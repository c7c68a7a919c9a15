//! Error type for the rendering layer.

use thiserror::Error;

#[derive(Error, Debug)]
pub enum RenderError {
    #[error("GPU error: {0}")]
    Rhi(#[from] meshview_rhi::RhiError),

    #[error("Resource error: {0}")]
    Resource(#[from] meshview_resources::ResourceError),

    #[error("Platform error: {0}")]
    Platform(#[from] meshview_core::Error),

    /// More resource bindings were requested than the descriptor pool holds.
    #[error("Resource binding limit of {0} reached")]
    BindingLimit(u32),
}

pub type RenderResult<T> = Result<T, RenderError>;
//! CPU-side mesh data: OBJ loading and the built-in cube.

use std::io::BufRead;
use std::path::{Path, PathBuf};

use glam::{Vec2, Vec3};
use meshview_rhi::vertex::Vertex;
use tracing::{debug, info};

use crate::error::{ResourceError, ResourceResult};

/// Triangle-list geometry with one texture coordinate per position.
#[derive(Debug, Default, Clone, PartialEq)]
pub struct MeshData {
    pub positions: Vec<Vec3>,
    pub tex_coords: Vec<Vec2>,
    pub indices: Vec<u32>,
}

impl MeshData {
    /// Load every object of an OBJ file into a single mesh.
    ///
    /// Faces are triangulated and re-indexed so each vertex has one index.
    /// The V coordinate is flipped to put the texture origin at the top left;
    /// objects without texture coordinates get `(0, 0)`.
    pub fn load_obj(path: &Path) -> ResourceResult<Self> {
        if !path.exists() {
            return Err(ResourceError::FileNotFound(path.to_path_buf()));
        }

        let (models, _materials) =
            tobj::load_obj(path, &load_options()).map_err(|source| ResourceError::ObjLoad {
                path: path.to_path_buf(),
                source,
            })?;

        let mesh = Self::from_models(&models, path)?;
        info!(
            "Loaded {:?}: {} vertices, {} triangles",
            path,
            mesh.vertex_count(),
            mesh.triangle_count()
        );
        Ok(mesh)
    }

    /// Parse OBJ text from a reader. Material libraries are not followed.
    ///
    /// `name` is only used in error messages.
    pub fn from_obj_reader<R: BufRead>(reader: &mut R, name: &Path) -> ResourceResult<Self> {
        let (models, _materials) =
            tobj::load_obj_buf(reader, &load_options(), |_| {
                Err(tobj::LoadError::OpenFileFailed)
            })
            .map_err(|source| ResourceError::ObjLoad {
                path: name.to_path_buf(),
                source,
            })?;

        Self::from_models(&models, name)
    }

    fn from_models(models: &[tobj::Model], path: &Path) -> ResourceResult<Self> {
        let mut mesh = Self::default();

        for model in models {
            let m = &model.mesh;
            let base = mesh.positions.len() as u32;
            let vertex_count = m.positions.len() / 3;

            mesh.positions.extend(
                m.positions
                    .chunks_exact(3)
                    .map(|p| Vec3::new(p[0], p[1], p[2])),
            );

            if m.texcoords.len() == vertex_count * 2 {
                mesh.tex_coords.extend(
                    m.texcoords
                        .chunks_exact(2)
                        .map(|t| Vec2::new(t[0], 1.0 - t[1])),
                );
            } else {
                mesh.tex_coords
                    .extend(std::iter::repeat_n(Vec2::ZERO, vertex_count));
            }

            mesh.indices.extend(m.indices.iter().map(|i| base + i));

            debug!(
                "OBJ object '{}': {} vertices, {} indices",
                model.name,
                vertex_count,
                m.indices.len()
            );
        }

        if mesh.indices.is_empty() {
            return Err(ResourceError::NoMeshes(PathBuf::from(path)));
        }

        Ok(mesh)
    }

    /// The unit cube centred at the origin: 24 vertices, 36 indices.
    ///
    /// Each face has its own four vertices so texture coordinates do not bleed
    /// across edges. Triangles wind clockwise seen from outside.
    pub fn cube() -> Self {
        const P: [[f32; 3]; 8] = [
            [-0.5, -0.5, -0.5],
            [-0.5, 0.5, -0.5],
            [0.5, 0.5, -0.5],
            [0.5, -0.5, -0.5],
            [0.5, -0.5, 0.5],
            [0.5, 0.5, 0.5],
            [-0.5, 0.5, 0.5],
            [-0.5, -0.5, 0.5],
        ];
        const T: [[f32; 2]; 4] = [[0.0, 0.0], [0.0, 1.0], [1.0, 0.0], [1.0, 1.0]];
        // (position, texcoord) per corner, four corners per face
        const FACES: [[(usize, usize); 4]; 6] = [
            [(0, 1), (1, 0), (2, 2), (3, 3)], // front
            [(4, 1), (5, 0), (6, 2), (7, 3)], // back
            [(1, 1), (6, 0), (5, 2), (2, 3)], // top
            [(7, 1), (0, 0), (3, 2), (4, 3)], // bottom
            [(3, 1), (2, 0), (5, 2), (4, 3)], // right
            [(7, 1), (6, 0), (1, 2), (0, 3)], // left
        ];

        let mut mesh = Self::default();
        for (face, corners) in FACES.iter().enumerate() {
            for &(p, t) in corners {
                mesh.positions.push(Vec3::from_array(P[p]));
                mesh.tex_coords.push(Vec2::from_array(T[t]));
            }
            let b = face as u32 * 4;
            mesh.indices
                .extend_from_slice(&[b, b + 1, b + 2, b + 2, b + 3, b]);
        }
        mesh
    }

    /// Interleaved vertices for upload.
    pub fn vertices(&self) -> Vec<Vertex> {
        self.positions
            .iter()
            .zip(&self.tex_coords)
            .map(|(&p, &t)| Vertex::new(p, t))
            .collect()
    }

    pub fn vertex_count(&self) -> usize {
        self.positions.len()
    }

    pub fn triangle_count(&self) -> usize {
        self.indices.len() / 3
    }
}

fn load_options() -> tobj::LoadOptions {
    tobj::LoadOptions {
        triangulate: true,
        single_index: true,
        ..Default::default()
    }
}

#[cfg(test)]
mod tests {
    use super::*;
    use std::io::Cursor;

    const QUAD_OBJ: &str = "\
o quad
v -1.0 -1.0 0.0
v 1.0 -1.0 0.0
v 1.0 1.0 0.0
v -1.0 1.0 0.0
vt 0.0 0.0
vt 1.0 0.0
vt 1.0 1.0
vt 0.0 1.0
f 1/1 2/2 3/3 4/4
";

    fn parse(text: &str) -> ResourceResult<MeshData> {
        MeshData::from_obj_reader(&mut Cursor::new(text), Path::new("test.obj"))
    }

    #[test]
    fn test_quad_is_triangulated() {
        let mesh = parse(QUAD_OBJ).expect("quad parses");
        assert_eq!(mesh.vertex_count(), 4);
        assert_eq!(mesh.triangle_count(), 2);
        assert!(mesh.indices.iter().all(|&i| (i as usize) < mesh.vertex_count()));
    }

    #[test]
    fn test_v_coordinate_flipped() {
        let mesh = parse(QUAD_OBJ).expect("quad parses");
        let first = mesh
            .positions
            .iter()
            .position(|&p| p == Vec3::new(-1.0, -1.0, 0.0))
            .expect("corner present");
        assert_eq!(mesh.tex_coords[first], Vec2::new(0.0, 1.0));
    }

    #[test]
    fn test_missing_texcoords_default_to_zero() {
        let mesh = parse("v 0 0 0\nv 1 0 0\nv 0 1 0\nf 1 2 3\n").expect("triangle parses");
        assert_eq!(mesh.tex_coords, vec![Vec2::ZERO; 3]);
    }

    #[test]
    fn test_objects_merged_with_offset_indices() {
        let text = "\
o a
v 0 0 0
v 1 0 0
v 0 1 0
f 1 2 3
o b
v 0 0 1
v 1 0 1
v 0 1 1
f 4 5 6
";
        let mesh = parse(text).expect("two objects parse");
        assert_eq!(mesh.vertex_count(), 6);
        assert_eq!(mesh.triangle_count(), 2);
        assert!(mesh.indices[3..].iter().all(|&i| i >= 3));
    }

    #[test]
    fn test_empty_obj_has_no_meshes() {
        assert!(matches!(
            parse("# nothing here\n"),
            Err(ResourceError::NoMeshes(_))
        ));
    }

    #[test]
    fn test_load_obj_missing_file() {
        let result = MeshData::load_obj(Path::new("does/not/exist.obj"));
        assert!(matches!(result, Err(ResourceError::FileNotFound(_))));
    }

    #[test]
    fn test_cube_layout() {
        let cube = MeshData::cube();
        assert_eq!(cube.vertex_count(), 24);
        assert_eq!(cube.indices.len(), 36);
        assert_eq!(cube.tex_coords.len(), 24);
        assert!(cube.positions.iter().all(|p| p.abs() == Vec3::splat(0.5)));
        assert_eq!(&cube.indices[..6], &[0, 1, 2, 2, 3, 0]);
        assert_eq!(&cube.indices[30..], &[20, 21, 22, 22, 23, 20]);
    }

    #[test]
    fn test_cube_triangles_face_outward() {
        let cube = MeshData::cube();
        for tri in cube.indices.chunks_exact(3) {
            let [a, b, c] = [tri[0], tri[1], tri[2]].map(|i| cube.positions[i as usize]);
            let normal = (b - a).cross(c - a);
            let centre = (a + b + c) / 3.0;
            assert!(normal.dot(centre) > 0.0, "triangle {:?} winds the wrong way", tri);
        }
    }

    #[test]
    fn test_vertices_interleave() {
        let cube = MeshData::cube();
        let vertices = cube.vertices();
        assert_eq!(vertices.len(), 24);
        assert_eq!(vertices[0].position, cube.positions[0]);
        assert_eq!(vertices[0].tex_coord, Vec2::new(0.0, 1.0));
    }
}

**EXERCISE BRIEF**. The first line of the entries, the line with "are not followed.", and every line between them should be retyped exactly, and nothing else.

**ANSWER SECTION**.
repository c7c68a7a919c9a15
//! Error type for the rendering layer.

use thiserror::Error;

#[derive(Error, Debug)]
pub enum RenderError {
    #[error("GPU error: {0}")]
    Rhi(#[from] meshview_rhi::RhiError),

    #[error("Resource error: {0}")]
    Resource(#[from] meshview_resources::ResourceError),

    #[error("Platform error: {0}")]
    Platform(#[from] meshview_core::Error),

    /// More resource bindings were requested than the descriptor pool holds.
    #[error("Resource binding limit of {0} reached")]
    BindingLimit(u32),
}

pub type RenderResult<T> = Result<T, RenderError>;
//! CPU-side mesh data: OBJ loading and the built-in cube.

use std::io::BufRead;
use std::path::{Path, PathBuf};

use glam::{Vec2, Vec3};
use meshview_rhi::vertex::Vertex;
use tracing::{debug, info};

use crate::error::{ResourceError, ResourceResult};

/// Triangle-list geometry with one texture coordinate per position.
#[derive(Debug, Default, Clone, PartialEq)]
pub struct MeshData {
    pub positions: Vec<Vec3>,
    pub tex_coords: Vec<Vec2>,
    pub indices: Vec<u32>,
}

impl MeshData {
    /// Load every object of an OBJ file into a single mesh.
    ///
    /// Faces are triangulated and re-indexed so each vertex has one index.
    /// The V coordinate is flipped to put the texture origin at the top left;
    /// objects without texture coordinates get `(0, 0)`.
    pub fn load_obj(path: &Path) -> ResourceResult<Self> {
        if !path.exists() {
            return Err(ResourceError::FileNotFound(path.to_path_buf()));
        }

        let (models, _materials) =
            tobj::load_obj(path, &load_options()).map_err(|source| ResourceError::ObjLoad {
                path: path.to_path_buf(),
                source,
            })?;

        let mesh = Self::from_models(&models, path)?;
        info!(
            "Loaded {:?}: {} vertices, {} triangles",
            path,
            mesh.vertex_count(),
            mesh.triangle_count()
        );
        Ok(mesh)
    }

    /// Parse OBJ text from a reader. Material libraries are not followed.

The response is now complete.